*Task prompt*:
Return each entry exactly, with none missing.

Data records:

────

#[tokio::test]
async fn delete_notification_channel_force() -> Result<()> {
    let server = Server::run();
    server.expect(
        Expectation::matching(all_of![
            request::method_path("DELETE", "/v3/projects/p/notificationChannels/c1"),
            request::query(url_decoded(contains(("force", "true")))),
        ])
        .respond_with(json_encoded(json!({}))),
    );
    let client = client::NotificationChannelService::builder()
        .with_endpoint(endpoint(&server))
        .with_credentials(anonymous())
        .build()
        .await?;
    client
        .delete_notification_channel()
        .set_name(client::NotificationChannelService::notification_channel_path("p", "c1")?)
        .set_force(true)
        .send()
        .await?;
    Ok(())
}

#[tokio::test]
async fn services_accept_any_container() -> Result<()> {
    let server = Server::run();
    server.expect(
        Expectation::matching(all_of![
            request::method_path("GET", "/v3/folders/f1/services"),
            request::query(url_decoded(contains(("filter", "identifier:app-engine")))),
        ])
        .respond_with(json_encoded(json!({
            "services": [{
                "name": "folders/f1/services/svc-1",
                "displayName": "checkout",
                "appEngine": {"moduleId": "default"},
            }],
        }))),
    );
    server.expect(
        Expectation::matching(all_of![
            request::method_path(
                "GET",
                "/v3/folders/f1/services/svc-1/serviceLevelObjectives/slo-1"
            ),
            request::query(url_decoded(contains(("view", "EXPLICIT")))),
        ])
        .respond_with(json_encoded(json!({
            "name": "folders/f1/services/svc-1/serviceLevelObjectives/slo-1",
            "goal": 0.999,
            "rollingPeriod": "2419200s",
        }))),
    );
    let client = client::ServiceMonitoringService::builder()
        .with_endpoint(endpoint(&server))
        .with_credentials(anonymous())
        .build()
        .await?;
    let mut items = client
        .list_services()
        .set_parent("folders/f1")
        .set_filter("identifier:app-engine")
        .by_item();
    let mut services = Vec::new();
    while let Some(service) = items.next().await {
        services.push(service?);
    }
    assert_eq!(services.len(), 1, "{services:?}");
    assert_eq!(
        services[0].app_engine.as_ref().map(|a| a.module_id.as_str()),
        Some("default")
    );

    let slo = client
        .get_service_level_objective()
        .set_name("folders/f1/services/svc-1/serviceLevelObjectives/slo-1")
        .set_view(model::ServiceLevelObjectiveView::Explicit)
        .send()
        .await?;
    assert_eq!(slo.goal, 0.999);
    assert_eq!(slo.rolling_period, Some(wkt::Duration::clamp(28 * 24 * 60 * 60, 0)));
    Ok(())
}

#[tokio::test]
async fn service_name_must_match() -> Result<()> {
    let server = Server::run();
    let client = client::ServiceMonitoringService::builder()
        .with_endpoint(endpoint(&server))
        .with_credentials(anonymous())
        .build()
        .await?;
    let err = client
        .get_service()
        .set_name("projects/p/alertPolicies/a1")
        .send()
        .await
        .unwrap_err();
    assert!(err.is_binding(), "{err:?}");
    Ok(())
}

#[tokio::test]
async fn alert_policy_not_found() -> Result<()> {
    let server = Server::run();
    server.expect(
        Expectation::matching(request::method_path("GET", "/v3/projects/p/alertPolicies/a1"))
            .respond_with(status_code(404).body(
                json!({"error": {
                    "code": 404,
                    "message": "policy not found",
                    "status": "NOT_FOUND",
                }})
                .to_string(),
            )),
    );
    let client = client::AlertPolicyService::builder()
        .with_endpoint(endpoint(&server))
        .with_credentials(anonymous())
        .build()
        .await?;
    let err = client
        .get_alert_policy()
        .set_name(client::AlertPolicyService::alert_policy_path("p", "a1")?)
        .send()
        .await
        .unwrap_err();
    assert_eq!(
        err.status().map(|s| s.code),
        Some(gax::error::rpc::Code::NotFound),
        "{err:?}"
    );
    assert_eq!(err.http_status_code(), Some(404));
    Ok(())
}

────

*Expected answer*:
#[tokio::test]
async fn delete_notification_channel_force() -> Result<()> {
    let server = Server::run();
    server.expect(
        Expectation::matching(all_of![
            request::method_path("DELETE", "/v3/projects/p/notificationChannels/c1"),
            request::query(url_decoded(contains(("force", "true")))),
        ])
        .respond_with(json_encoded(json!({}))),
    );
    let client = client::NotificationChannelService::builder()
        .with_endpoint(endpoint(&server))
        .with_credentials(anonymous())
        .build()
        .await?;
    client
        .delete_notification_channel()
        .set_name(client::NotificationChannelService::notification_channel_path("p", "c1")?)
        .set_force(true)
        .send()
        .await?;
    Ok(())
}

#[tokio::test]
async fn services_accept_any_container() -> Result<()> {
    let server = Server::run();
    server.expect(
        Expectation::matching(all_of![
            request::method_path("GET", "/v3/folders/f1/services"),
            request::query(url_decoded(contains(("filter", "identifier:app-engine")))),
        ])
        .respond_with(json_encoded(json!({
            "services": [{
                "name": "folders/f1/services/svc-1",
                "displayName": "checkout",
                "appEngine": {"moduleId": "default"},
            }],
        }))),
    );
    server.expect(
        Expectation::matching(all_of![
            request::method_path(
                "GET",
                "/v3/folders/f1/services/svc-1/serviceLevelObjectives/slo-1"
            ),
            request::query(url_decoded(contains(("view", "EXPLICIT")))),
        ])
        .respond_with(json_encoded(json!({
            "name": "folders/f1/services/svc-1/serviceLevelObjectives/slo-1",
            "goal": 0.999,
            "rollingPeriod": "2419200s",
        }))),
    );
    let client = client::ServiceMonitoringService::builder()
        .with_endpoint(endpoint(&server))
        .with_credentials(anonymous())
        .build()
        .await?;
    let mut items = client
        .list_services()
        .set_parent("folders/f1")
        .set_filter("identifier:app-engine")
        .by_item();
    let mut services = Vec::new();
    while let Some(service) = items.next().await {
        services.push(service?);
    }
    assert_eq!(services.len(), 1, "{services:?}");
    assert_eq!(
        services[0].app_engine.as_ref().map(|a| a.module_id.as_str()),
        Some("default")
    );

    let slo = client
        .get_service_level_objective()
        .set_name("folders/f1/services/svc-1/serviceLevelObjectives/slo-1")
        .set_view(model::ServiceLevelObjectiveView::Explicit)
        .send()
        .await?;
    assert_eq!(slo.goal, 0.999);
    assert_eq!(slo.rolling_period, Some(wkt::Duration::clamp(28 * 24 * 60 * 60, 0)));
    Ok(())
}

#[tokio::test]
async fn service_name_must_match() -> Result<()> {
    let server = Server::run();
    let client = client::ServiceMonitoringService::builder()
        .with_endpoint(endpoint(&server))
        .with_credentials(anonymous())
        .build()
        .await?;
    let err = client
        .get_service()
        .set_name("projects/p/alertPolicies/a1")
        .send()
        .await
        .unwrap_err();
    assert!(err.is_binding(), "{err:?}");
    Ok(())
}

#[tokio::test]
async fn alert_policy_not_found() -> Result<()> {
    let server = Server::run();
    server.expect(
        Expectation::matching(request::method_path("GET", "/v3/projects/p/alertPolicies/a1"))
            .respond_with(status_code(404).body(
                json!({"error": {
                    "code": 404,
                    "message": "policy not found",
                    "status": "NOT_FOUND",
                }})
                .to_string(),
            )),
    );
    let client = client::AlertPolicyService::builder()
        .with_endpoint(endpoint(&server))
        .with_credentials(anonymous())
        .build()
        .await?;
    let err = client
        .get_alert_policy()
        .set_name(client::AlertPolicyService::alert_policy_path("p", "a1")?)
        .send()
        .await
        .unwrap_err();
    assert_eq!(
        err.status().map(|s| s.code),
        Some(gax::error::rpc::Code::NotFound),
        "{err:?}"
    );
    assert_eq!(err.http_status_code(), Some(404));
    Ok(())
}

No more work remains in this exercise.